*Exercise directions*. Please say how many lines in the records below contain the word "bold", giving the number alone.

[Data to use Boundary: Start]

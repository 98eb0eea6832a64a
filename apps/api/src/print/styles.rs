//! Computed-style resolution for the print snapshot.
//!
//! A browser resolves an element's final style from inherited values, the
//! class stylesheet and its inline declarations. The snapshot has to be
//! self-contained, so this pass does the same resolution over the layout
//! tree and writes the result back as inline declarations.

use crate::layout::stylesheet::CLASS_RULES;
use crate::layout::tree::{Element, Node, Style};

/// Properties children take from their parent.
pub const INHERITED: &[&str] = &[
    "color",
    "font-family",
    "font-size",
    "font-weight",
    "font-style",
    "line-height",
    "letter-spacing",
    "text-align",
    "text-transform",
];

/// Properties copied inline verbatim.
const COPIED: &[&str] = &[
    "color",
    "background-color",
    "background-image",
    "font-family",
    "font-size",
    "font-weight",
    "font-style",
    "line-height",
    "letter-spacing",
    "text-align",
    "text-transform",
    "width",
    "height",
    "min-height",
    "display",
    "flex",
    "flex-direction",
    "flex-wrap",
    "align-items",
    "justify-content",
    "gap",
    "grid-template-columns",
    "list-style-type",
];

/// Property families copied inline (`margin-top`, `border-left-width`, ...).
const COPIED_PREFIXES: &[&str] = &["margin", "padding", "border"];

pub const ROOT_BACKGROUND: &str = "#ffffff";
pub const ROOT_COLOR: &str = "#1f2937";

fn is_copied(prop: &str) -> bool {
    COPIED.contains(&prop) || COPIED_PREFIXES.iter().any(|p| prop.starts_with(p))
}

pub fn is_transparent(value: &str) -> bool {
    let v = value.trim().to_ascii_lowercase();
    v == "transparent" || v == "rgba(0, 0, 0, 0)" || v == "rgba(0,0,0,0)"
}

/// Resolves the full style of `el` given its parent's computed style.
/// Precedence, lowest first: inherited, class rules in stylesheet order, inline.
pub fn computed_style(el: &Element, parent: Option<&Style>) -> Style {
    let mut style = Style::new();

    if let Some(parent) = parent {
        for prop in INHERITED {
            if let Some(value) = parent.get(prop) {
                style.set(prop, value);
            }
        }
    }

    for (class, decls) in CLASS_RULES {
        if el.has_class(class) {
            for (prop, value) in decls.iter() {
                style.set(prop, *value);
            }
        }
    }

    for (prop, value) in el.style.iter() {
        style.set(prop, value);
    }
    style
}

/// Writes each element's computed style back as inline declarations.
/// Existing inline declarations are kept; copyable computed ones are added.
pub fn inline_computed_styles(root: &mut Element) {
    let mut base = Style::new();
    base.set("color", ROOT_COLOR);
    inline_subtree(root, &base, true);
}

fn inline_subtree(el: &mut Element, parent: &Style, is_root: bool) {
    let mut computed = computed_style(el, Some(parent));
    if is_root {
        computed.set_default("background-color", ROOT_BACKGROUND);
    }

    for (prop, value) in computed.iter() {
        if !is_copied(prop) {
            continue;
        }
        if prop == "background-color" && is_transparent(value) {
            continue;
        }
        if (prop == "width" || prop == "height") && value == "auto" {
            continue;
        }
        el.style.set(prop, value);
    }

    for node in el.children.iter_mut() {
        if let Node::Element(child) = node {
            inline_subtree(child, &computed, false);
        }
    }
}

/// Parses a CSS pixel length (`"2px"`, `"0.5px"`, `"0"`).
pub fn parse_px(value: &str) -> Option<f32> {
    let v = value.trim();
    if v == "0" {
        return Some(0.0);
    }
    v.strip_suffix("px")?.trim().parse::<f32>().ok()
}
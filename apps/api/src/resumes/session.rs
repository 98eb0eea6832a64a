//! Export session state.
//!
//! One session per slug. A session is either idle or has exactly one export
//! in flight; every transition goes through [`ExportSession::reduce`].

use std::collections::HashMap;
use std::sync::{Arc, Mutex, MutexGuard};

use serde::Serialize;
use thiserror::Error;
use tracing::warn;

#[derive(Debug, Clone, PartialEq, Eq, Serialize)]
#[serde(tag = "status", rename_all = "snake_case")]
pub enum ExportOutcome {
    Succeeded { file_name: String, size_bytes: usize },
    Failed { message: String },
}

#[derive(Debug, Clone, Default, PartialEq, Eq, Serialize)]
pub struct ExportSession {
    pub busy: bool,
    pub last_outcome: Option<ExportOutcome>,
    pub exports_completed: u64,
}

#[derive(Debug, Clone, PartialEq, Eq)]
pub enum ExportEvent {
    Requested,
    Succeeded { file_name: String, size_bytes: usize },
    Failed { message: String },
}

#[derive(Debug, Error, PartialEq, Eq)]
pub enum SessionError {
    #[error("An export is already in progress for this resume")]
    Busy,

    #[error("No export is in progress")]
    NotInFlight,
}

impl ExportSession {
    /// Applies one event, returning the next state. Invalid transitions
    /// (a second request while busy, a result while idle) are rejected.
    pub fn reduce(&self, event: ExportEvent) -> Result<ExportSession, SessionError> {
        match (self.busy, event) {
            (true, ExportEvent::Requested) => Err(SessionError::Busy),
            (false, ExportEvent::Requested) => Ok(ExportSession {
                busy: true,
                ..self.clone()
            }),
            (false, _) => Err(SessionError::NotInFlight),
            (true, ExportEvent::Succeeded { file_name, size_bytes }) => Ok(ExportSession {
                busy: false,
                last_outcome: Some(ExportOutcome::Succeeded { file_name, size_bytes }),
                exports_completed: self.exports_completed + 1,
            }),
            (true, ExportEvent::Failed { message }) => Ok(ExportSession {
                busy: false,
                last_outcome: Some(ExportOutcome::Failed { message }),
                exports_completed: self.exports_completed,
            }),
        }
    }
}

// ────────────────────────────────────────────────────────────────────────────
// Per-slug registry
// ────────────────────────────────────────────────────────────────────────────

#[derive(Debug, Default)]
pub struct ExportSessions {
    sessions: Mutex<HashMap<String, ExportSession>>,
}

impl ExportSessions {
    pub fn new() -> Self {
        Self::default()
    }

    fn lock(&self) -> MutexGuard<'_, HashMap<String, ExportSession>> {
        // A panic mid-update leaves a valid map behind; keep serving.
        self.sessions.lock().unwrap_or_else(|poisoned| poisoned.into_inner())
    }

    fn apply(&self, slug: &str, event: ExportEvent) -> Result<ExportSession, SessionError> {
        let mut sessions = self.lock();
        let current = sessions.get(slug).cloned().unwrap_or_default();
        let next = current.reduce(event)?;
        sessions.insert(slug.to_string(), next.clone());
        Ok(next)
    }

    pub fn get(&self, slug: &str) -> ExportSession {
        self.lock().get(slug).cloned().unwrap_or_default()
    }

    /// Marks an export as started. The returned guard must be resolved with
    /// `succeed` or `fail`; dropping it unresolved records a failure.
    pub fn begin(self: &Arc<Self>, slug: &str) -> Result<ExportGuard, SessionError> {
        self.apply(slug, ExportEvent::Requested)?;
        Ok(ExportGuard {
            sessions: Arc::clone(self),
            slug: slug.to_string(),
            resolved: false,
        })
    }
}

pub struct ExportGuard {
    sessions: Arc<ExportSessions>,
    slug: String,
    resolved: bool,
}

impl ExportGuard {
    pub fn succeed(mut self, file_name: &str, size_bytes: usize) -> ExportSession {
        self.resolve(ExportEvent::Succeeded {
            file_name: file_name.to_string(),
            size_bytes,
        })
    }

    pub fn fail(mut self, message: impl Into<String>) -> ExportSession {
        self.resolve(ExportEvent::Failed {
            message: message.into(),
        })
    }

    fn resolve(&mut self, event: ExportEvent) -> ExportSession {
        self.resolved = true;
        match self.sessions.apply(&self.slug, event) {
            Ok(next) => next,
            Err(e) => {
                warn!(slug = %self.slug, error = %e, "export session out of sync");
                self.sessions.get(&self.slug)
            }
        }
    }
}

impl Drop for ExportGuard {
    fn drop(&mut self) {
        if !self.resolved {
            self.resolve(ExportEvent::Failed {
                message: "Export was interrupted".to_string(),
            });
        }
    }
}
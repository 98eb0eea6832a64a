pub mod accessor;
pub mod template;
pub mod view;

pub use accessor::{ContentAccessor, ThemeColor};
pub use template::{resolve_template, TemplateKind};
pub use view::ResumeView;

[Data to use Boundary: End]
[Data to use Boundary: Start]

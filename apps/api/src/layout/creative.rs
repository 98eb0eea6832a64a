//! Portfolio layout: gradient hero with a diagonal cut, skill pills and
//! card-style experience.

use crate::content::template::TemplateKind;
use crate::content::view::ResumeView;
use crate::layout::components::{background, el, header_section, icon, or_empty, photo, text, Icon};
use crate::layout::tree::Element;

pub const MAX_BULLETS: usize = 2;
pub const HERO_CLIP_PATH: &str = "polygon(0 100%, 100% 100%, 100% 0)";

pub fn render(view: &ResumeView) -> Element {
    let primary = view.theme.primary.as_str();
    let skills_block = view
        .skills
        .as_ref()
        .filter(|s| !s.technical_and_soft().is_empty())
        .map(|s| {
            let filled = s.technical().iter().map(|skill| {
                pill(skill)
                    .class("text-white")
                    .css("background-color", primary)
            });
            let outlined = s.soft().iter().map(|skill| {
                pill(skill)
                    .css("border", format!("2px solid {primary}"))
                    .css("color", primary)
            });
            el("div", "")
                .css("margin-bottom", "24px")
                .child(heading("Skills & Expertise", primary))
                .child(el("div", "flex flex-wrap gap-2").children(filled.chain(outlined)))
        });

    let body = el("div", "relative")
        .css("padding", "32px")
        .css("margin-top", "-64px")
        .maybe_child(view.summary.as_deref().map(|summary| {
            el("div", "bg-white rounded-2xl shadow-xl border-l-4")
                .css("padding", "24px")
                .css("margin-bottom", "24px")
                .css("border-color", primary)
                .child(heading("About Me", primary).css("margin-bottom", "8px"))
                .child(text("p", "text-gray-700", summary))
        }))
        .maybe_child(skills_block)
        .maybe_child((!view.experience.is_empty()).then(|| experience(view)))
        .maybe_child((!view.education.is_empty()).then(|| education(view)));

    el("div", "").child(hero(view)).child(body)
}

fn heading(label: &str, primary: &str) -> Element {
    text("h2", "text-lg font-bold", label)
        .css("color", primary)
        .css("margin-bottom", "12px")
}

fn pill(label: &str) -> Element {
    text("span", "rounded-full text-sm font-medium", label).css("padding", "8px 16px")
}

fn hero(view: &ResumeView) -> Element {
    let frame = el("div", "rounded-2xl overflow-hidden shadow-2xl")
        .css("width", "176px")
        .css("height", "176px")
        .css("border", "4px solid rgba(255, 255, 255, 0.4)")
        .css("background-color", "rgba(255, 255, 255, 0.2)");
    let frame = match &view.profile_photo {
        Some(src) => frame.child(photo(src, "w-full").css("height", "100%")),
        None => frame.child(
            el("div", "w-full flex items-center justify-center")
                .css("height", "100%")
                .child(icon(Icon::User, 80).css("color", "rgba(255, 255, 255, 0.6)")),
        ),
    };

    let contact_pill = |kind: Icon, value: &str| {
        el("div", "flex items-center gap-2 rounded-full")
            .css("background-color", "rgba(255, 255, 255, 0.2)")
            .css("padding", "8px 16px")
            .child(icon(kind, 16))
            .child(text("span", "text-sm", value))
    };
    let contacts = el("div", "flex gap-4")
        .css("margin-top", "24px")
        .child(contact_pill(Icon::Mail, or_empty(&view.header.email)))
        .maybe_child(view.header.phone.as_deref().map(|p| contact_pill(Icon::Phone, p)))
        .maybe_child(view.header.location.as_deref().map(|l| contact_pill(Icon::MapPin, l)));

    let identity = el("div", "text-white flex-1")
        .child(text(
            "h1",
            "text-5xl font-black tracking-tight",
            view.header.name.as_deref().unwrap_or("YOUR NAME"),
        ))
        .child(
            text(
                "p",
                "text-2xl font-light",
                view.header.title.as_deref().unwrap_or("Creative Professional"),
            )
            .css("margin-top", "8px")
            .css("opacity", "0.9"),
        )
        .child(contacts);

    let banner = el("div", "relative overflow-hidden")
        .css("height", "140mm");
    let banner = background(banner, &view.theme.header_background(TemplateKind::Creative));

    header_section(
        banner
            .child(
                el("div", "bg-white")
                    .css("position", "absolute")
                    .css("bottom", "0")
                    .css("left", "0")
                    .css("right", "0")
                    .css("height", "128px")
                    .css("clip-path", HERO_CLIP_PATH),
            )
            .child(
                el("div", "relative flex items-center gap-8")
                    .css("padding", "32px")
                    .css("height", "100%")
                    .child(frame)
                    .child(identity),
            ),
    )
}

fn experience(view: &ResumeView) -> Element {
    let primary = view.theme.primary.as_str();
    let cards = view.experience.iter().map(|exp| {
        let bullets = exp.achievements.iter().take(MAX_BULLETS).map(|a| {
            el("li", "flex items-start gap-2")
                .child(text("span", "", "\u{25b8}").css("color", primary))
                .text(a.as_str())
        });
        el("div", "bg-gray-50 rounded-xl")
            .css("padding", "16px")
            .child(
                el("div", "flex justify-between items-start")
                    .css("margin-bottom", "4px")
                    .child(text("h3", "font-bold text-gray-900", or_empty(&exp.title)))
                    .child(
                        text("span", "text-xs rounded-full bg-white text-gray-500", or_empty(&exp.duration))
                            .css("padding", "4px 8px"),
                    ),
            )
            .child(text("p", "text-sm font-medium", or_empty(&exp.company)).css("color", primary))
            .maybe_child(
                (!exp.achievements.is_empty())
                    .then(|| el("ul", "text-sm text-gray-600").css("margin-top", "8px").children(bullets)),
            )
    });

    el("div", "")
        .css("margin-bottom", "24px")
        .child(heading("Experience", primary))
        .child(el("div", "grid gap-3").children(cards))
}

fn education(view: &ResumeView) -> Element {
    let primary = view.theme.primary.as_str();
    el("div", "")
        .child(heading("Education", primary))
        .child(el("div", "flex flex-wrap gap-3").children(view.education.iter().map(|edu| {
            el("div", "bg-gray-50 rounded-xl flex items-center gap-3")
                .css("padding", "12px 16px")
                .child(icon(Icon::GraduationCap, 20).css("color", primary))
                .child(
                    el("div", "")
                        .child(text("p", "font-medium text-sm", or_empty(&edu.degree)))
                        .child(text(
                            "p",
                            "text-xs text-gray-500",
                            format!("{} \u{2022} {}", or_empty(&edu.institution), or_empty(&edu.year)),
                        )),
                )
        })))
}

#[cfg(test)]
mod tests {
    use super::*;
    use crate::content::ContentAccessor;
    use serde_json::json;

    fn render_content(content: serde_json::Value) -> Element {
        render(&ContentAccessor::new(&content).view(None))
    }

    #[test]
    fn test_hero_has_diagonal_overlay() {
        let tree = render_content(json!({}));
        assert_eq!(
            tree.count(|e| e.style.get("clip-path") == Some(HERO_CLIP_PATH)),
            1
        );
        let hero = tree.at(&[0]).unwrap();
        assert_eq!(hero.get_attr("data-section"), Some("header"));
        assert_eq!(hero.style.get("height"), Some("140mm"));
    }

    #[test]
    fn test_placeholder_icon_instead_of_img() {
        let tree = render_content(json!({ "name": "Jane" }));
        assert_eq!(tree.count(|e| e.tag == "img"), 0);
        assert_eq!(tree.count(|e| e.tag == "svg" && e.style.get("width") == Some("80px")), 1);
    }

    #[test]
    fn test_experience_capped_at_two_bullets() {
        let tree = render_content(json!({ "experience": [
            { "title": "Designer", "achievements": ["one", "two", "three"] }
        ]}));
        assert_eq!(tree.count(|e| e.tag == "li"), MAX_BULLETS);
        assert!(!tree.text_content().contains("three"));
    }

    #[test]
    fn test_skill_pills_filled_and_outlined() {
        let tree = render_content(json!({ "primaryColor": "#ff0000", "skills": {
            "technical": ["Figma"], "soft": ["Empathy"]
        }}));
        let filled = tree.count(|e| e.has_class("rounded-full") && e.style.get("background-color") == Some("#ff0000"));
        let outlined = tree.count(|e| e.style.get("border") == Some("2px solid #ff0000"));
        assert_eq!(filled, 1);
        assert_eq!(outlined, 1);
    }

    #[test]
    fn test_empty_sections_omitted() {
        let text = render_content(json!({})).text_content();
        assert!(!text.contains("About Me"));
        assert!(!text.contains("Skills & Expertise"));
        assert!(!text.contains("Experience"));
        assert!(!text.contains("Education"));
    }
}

[Data to use Boundary: End]

*Result below*. 2